**About this task**
Check each line of the entries below for the word "User", and copy out the ones that have it.
[Opening Exercise inputs section]
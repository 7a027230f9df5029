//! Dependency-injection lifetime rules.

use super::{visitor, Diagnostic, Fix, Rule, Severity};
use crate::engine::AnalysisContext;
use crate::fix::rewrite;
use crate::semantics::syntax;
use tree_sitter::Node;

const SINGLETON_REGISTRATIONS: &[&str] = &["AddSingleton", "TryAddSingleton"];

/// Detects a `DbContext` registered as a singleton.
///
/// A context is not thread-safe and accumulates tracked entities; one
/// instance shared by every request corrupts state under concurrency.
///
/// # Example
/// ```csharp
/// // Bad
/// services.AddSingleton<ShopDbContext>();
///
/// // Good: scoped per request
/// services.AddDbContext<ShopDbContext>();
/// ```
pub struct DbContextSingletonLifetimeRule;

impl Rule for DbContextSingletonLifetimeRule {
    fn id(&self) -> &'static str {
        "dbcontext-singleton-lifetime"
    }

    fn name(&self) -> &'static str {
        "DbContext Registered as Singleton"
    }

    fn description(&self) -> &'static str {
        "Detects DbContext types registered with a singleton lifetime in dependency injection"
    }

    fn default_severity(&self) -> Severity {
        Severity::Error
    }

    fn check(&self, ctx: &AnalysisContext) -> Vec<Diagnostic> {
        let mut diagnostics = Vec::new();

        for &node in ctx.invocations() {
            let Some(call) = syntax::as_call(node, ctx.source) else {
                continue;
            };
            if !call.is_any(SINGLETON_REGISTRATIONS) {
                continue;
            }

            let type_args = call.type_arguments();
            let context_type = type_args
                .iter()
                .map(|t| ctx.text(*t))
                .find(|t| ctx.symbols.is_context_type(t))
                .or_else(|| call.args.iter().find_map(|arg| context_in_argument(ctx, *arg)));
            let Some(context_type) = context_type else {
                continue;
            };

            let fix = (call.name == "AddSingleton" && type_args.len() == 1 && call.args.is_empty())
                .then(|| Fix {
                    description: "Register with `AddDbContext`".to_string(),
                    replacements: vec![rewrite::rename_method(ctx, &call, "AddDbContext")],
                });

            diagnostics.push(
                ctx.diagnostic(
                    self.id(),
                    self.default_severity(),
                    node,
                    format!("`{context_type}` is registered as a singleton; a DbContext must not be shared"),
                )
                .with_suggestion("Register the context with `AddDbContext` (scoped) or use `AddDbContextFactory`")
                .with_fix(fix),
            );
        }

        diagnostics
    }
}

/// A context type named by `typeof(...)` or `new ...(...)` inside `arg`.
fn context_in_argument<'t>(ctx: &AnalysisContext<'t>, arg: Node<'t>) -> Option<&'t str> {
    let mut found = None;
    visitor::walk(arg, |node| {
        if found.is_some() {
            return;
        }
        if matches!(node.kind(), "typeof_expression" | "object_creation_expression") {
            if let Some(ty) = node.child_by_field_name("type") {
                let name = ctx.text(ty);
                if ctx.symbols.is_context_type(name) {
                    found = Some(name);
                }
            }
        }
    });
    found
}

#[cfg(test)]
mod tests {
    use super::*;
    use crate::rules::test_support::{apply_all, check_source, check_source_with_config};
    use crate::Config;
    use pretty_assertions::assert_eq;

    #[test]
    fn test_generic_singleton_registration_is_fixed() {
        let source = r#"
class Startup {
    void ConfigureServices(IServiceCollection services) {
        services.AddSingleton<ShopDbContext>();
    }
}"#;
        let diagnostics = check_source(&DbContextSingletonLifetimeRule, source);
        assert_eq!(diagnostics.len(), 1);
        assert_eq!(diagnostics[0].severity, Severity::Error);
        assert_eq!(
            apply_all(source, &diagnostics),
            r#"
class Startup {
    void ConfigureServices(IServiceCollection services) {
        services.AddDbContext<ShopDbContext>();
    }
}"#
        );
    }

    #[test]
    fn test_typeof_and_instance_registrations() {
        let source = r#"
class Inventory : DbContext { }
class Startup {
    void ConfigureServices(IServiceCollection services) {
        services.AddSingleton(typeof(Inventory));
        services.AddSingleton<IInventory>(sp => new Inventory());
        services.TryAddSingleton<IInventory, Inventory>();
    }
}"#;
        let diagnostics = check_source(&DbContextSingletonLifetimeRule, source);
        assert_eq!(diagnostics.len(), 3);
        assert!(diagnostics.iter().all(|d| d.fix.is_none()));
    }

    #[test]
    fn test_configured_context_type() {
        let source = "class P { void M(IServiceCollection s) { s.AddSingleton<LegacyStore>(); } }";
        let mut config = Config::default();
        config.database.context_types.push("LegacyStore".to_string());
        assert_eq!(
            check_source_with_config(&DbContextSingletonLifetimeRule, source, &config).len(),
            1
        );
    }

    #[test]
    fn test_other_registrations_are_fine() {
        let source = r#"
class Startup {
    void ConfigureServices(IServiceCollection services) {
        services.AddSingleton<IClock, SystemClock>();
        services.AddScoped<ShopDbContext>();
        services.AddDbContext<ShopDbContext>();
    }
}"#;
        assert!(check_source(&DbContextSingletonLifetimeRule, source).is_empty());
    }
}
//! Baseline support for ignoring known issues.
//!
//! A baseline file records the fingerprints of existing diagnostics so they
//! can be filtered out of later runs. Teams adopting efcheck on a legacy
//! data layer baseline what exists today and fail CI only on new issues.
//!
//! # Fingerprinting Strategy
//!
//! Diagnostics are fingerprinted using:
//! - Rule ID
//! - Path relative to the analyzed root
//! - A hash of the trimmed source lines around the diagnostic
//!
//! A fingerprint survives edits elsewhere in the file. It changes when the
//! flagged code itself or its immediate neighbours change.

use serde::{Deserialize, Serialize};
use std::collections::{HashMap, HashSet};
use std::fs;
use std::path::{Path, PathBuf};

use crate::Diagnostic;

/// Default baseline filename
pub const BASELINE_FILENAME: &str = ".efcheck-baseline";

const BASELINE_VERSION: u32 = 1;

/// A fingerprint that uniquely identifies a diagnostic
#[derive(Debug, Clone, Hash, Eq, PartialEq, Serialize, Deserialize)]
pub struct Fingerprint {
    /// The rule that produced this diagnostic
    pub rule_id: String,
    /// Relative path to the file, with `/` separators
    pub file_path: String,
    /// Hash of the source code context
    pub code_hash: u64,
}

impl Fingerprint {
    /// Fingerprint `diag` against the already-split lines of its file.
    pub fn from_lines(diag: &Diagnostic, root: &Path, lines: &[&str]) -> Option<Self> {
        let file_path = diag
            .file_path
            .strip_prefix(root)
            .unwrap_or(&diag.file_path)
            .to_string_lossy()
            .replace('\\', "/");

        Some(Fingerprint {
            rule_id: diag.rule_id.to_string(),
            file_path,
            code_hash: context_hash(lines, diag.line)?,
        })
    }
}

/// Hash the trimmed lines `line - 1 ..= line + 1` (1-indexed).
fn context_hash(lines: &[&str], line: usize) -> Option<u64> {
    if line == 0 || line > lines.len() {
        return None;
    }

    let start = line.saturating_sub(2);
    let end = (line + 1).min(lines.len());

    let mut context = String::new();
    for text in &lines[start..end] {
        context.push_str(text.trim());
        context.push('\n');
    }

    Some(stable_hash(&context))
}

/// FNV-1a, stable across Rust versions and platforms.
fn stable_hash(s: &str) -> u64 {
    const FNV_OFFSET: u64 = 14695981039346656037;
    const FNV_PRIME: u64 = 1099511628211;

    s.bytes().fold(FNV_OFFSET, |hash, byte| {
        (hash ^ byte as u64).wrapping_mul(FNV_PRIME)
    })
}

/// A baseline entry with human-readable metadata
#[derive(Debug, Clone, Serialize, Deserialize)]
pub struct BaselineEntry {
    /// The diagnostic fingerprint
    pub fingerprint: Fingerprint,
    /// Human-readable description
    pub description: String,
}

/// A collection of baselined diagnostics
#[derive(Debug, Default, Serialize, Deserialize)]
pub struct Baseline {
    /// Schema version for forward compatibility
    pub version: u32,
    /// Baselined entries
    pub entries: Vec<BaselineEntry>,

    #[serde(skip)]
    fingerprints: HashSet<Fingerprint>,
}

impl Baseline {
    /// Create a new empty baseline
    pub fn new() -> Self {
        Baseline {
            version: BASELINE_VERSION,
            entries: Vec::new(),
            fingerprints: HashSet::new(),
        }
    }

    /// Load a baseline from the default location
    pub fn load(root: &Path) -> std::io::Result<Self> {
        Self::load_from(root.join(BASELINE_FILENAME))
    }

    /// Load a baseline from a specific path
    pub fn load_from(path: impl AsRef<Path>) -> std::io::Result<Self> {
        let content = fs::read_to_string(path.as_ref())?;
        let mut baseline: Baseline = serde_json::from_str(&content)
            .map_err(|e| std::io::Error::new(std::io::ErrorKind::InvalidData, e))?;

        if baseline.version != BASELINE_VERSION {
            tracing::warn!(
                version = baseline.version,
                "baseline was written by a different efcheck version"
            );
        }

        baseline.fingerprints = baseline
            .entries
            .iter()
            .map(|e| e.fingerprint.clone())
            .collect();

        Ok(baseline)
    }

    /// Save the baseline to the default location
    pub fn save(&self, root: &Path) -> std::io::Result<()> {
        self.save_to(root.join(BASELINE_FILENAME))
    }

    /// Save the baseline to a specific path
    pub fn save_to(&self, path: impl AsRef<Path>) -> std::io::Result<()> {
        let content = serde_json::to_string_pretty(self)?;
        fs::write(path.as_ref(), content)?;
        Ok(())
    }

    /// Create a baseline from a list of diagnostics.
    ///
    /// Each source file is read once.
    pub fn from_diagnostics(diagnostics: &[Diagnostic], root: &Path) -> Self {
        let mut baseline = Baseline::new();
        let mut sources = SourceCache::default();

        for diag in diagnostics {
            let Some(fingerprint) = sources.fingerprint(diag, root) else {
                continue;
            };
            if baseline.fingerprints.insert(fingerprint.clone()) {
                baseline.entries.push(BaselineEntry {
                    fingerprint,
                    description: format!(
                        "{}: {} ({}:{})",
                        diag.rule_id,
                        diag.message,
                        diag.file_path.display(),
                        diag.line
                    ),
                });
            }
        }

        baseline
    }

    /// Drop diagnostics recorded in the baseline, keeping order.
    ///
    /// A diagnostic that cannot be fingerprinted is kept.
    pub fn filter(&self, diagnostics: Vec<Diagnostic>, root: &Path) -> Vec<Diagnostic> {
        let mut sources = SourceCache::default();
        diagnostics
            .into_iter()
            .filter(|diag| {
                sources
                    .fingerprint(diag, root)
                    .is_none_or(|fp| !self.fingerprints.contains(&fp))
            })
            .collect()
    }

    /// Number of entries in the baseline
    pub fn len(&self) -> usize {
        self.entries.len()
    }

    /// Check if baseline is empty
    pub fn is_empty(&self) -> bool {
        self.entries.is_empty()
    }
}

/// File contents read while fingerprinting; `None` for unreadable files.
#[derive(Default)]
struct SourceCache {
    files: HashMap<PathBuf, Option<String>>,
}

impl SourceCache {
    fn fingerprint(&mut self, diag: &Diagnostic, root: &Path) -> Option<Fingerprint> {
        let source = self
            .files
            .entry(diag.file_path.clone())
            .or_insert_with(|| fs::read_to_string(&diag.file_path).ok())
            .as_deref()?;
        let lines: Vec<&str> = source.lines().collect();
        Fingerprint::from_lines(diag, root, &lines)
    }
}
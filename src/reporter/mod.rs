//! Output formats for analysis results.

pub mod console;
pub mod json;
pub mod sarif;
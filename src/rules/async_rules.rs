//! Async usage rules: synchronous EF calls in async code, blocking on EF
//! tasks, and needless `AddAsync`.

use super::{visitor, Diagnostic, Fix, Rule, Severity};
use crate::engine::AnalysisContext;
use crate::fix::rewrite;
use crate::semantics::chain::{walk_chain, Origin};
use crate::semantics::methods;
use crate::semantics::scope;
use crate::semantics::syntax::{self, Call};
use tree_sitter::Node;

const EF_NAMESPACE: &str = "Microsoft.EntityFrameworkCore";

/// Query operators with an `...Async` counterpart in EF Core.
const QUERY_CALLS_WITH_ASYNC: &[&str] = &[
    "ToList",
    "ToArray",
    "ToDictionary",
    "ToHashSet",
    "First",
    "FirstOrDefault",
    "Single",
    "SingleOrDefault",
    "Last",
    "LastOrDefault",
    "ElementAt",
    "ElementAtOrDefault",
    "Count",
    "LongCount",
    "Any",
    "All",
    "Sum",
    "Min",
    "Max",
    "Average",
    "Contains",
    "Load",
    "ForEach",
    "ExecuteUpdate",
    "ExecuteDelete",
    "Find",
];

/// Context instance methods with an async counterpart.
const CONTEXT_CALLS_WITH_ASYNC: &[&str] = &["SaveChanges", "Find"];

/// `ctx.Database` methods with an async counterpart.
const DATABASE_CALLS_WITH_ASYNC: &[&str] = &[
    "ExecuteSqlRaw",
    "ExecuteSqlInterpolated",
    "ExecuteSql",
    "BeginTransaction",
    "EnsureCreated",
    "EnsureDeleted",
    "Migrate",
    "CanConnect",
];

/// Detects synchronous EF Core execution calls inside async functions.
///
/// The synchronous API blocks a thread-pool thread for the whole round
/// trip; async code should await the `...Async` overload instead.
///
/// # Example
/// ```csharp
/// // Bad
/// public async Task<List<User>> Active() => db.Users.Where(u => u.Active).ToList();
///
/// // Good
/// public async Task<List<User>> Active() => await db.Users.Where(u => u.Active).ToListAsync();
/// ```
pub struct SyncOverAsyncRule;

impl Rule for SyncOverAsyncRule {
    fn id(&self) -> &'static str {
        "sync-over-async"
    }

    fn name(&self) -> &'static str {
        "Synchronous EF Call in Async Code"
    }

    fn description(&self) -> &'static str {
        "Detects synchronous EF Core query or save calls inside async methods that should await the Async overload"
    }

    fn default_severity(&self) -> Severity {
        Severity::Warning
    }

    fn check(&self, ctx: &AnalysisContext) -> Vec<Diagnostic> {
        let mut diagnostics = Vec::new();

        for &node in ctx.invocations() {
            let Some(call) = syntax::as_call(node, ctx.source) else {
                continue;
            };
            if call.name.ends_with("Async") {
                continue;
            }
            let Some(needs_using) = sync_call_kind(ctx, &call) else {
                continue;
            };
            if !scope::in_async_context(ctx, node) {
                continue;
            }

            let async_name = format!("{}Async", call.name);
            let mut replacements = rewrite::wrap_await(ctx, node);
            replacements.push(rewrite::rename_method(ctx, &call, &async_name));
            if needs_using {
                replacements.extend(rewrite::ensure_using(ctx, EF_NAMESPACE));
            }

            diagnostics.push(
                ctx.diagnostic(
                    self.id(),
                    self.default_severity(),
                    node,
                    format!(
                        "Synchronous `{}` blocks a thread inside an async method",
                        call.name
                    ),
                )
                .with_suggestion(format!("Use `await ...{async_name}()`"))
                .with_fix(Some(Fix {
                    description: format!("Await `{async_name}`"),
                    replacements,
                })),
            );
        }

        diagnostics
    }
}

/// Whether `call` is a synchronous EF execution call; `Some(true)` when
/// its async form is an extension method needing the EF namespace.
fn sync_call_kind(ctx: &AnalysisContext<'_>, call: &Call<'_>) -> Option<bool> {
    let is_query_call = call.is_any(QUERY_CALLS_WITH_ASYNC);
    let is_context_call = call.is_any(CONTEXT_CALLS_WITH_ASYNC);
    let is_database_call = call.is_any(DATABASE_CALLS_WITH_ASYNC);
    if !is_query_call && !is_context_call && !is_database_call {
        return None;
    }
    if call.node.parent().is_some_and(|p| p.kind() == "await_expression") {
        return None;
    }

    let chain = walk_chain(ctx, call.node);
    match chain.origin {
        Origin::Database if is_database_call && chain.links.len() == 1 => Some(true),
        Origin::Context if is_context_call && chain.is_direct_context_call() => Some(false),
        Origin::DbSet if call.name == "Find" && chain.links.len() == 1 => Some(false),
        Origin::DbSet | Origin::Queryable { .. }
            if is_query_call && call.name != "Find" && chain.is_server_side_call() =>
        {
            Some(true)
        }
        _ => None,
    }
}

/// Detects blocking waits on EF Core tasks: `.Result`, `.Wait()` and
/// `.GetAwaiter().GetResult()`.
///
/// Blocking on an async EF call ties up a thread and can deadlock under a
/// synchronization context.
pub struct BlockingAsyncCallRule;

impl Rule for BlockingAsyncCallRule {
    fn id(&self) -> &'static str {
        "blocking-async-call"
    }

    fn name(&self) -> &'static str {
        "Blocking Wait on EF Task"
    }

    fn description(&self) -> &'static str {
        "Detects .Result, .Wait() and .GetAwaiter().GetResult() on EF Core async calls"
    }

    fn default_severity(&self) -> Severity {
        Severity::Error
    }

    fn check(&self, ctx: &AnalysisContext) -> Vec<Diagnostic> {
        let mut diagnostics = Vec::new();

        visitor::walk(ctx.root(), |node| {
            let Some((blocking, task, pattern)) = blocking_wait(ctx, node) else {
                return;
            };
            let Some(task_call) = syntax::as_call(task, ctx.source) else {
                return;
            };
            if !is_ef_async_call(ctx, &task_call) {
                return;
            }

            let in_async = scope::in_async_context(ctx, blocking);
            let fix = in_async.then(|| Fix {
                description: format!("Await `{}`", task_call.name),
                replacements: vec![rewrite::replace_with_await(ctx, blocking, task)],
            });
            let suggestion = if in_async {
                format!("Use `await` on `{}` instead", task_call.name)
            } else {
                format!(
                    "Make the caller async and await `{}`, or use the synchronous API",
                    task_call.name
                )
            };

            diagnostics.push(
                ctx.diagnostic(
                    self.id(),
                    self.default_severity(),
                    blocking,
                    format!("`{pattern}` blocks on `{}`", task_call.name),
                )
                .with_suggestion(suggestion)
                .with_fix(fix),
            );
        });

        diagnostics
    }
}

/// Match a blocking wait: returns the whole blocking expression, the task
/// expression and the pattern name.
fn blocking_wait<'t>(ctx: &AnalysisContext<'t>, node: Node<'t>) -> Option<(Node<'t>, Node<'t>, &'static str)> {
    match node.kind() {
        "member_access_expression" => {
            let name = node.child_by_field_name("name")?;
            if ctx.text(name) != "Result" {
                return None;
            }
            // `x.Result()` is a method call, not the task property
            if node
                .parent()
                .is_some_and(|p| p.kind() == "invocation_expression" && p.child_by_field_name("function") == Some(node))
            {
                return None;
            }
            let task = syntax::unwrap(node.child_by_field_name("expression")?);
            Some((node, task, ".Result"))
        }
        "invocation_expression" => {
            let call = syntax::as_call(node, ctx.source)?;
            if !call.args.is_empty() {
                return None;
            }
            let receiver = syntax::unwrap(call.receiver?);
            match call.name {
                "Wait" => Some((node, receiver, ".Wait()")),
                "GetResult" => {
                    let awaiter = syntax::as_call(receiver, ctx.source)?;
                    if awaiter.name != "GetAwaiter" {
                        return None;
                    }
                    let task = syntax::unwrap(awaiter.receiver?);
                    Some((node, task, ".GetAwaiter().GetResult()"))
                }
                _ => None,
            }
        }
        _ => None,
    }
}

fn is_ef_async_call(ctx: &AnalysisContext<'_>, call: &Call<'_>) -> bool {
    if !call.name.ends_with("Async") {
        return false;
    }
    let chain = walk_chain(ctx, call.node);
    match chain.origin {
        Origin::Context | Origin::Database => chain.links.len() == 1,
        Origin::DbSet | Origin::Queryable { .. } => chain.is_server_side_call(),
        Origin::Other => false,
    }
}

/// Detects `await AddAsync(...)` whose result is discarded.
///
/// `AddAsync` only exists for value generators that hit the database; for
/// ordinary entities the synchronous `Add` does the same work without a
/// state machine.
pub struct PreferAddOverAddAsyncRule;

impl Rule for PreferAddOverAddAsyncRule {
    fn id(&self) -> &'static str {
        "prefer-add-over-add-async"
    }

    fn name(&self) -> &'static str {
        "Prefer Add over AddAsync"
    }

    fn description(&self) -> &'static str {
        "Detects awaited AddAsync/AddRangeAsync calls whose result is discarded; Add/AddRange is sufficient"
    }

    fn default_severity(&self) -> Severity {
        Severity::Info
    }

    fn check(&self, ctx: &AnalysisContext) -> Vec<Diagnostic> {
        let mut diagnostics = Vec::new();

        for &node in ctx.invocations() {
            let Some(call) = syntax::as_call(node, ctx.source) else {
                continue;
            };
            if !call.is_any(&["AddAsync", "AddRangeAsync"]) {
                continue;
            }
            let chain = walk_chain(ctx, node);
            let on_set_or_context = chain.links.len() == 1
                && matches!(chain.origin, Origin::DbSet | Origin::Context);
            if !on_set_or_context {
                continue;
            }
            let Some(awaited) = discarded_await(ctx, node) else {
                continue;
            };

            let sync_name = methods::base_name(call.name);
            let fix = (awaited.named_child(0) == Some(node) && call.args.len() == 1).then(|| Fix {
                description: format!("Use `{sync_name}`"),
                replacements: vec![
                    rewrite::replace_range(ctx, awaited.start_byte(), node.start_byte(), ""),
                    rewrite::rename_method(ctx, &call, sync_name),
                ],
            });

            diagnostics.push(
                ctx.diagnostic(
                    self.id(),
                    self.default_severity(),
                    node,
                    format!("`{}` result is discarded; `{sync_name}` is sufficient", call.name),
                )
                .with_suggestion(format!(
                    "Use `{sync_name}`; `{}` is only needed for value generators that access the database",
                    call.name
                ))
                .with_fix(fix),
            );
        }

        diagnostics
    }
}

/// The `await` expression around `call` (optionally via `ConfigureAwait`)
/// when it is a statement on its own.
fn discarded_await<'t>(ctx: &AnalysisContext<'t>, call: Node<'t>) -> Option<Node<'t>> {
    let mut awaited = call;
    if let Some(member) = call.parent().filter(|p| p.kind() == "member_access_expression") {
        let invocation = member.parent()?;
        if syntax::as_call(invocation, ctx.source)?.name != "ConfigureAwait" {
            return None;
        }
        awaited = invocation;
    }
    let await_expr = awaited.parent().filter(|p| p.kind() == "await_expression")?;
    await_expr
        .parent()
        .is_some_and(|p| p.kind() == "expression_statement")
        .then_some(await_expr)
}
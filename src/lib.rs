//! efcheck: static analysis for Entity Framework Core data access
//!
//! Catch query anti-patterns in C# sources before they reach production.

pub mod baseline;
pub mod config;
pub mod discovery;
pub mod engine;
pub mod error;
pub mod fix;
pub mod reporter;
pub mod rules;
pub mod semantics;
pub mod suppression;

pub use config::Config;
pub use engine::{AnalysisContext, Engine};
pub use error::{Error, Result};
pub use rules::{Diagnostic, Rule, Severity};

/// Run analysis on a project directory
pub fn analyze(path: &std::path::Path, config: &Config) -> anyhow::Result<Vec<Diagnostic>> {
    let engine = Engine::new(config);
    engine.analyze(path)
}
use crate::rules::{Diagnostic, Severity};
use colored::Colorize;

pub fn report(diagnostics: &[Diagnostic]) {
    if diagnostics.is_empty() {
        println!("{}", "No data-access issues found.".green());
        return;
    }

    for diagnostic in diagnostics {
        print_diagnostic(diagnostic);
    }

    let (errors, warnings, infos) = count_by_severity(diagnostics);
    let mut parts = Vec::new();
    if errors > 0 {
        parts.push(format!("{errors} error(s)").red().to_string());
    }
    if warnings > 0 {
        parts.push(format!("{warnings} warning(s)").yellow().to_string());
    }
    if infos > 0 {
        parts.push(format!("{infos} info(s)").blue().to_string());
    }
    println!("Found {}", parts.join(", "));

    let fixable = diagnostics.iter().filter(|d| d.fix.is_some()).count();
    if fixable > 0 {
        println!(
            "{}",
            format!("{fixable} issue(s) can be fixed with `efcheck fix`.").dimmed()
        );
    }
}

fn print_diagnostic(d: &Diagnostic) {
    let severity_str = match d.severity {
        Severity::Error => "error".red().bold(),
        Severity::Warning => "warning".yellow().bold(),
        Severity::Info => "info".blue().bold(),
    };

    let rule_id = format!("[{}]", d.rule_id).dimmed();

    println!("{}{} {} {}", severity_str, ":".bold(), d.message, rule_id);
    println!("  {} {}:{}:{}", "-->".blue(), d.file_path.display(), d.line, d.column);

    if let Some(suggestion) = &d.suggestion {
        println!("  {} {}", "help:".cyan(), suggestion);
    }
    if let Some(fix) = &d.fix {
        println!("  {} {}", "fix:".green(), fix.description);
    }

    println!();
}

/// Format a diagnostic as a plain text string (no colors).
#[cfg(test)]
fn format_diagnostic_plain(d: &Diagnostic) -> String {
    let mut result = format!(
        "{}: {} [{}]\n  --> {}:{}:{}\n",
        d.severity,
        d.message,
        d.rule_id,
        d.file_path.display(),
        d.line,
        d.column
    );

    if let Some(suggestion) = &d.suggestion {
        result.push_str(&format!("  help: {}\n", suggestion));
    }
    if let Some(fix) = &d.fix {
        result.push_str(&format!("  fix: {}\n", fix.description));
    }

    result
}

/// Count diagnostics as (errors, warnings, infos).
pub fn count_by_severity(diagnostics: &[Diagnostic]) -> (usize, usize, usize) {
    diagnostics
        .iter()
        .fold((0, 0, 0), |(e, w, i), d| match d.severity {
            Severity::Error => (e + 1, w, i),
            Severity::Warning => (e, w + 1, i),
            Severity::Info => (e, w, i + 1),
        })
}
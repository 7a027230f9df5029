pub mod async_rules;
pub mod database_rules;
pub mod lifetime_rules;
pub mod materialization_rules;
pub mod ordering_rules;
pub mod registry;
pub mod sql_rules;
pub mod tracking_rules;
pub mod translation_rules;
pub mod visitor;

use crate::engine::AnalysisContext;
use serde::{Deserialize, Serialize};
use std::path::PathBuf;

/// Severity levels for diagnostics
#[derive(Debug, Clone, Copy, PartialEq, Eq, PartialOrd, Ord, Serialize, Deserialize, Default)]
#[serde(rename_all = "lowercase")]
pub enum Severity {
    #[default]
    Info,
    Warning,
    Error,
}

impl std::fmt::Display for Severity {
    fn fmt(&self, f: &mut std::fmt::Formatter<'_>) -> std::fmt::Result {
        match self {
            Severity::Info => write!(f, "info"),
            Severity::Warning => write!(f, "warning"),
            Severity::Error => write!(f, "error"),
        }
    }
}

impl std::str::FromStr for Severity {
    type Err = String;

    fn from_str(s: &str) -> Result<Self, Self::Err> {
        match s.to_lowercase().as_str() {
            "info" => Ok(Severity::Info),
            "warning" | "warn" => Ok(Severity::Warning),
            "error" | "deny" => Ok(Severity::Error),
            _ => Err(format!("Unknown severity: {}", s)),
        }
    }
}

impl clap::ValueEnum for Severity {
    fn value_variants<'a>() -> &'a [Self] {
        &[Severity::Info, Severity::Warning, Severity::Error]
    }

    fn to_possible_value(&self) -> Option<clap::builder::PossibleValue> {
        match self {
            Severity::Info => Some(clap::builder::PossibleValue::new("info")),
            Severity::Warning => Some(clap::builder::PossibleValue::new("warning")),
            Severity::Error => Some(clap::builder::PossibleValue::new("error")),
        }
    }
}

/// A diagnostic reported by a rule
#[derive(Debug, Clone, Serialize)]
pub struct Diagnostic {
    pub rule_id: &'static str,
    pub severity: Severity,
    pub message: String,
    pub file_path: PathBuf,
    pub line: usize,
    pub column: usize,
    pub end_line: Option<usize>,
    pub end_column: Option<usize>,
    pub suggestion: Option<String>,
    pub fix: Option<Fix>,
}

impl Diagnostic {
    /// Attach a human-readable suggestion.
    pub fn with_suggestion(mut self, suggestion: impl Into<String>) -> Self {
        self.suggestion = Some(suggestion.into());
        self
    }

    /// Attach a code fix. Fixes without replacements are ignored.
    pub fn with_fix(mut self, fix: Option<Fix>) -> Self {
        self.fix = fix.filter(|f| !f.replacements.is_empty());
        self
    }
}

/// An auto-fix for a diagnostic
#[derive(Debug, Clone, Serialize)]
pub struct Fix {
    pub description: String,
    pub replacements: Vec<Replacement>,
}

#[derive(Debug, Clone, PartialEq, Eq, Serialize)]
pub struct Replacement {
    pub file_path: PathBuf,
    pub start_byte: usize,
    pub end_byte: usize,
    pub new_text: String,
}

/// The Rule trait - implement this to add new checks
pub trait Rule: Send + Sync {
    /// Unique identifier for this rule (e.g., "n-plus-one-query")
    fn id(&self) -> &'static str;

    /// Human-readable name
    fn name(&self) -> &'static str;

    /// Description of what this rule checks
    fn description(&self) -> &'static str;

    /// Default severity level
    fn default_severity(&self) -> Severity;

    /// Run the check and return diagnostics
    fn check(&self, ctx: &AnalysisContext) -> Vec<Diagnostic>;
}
[Closing Exercise inputs section]
**Task output**
/// public async Task<List<User>> Active() => db.Users.Where(u => u.Active).ToList();
/// public async Task<List<User>> Active() => await db.Users.Where(u => u.Active).ToListAsync();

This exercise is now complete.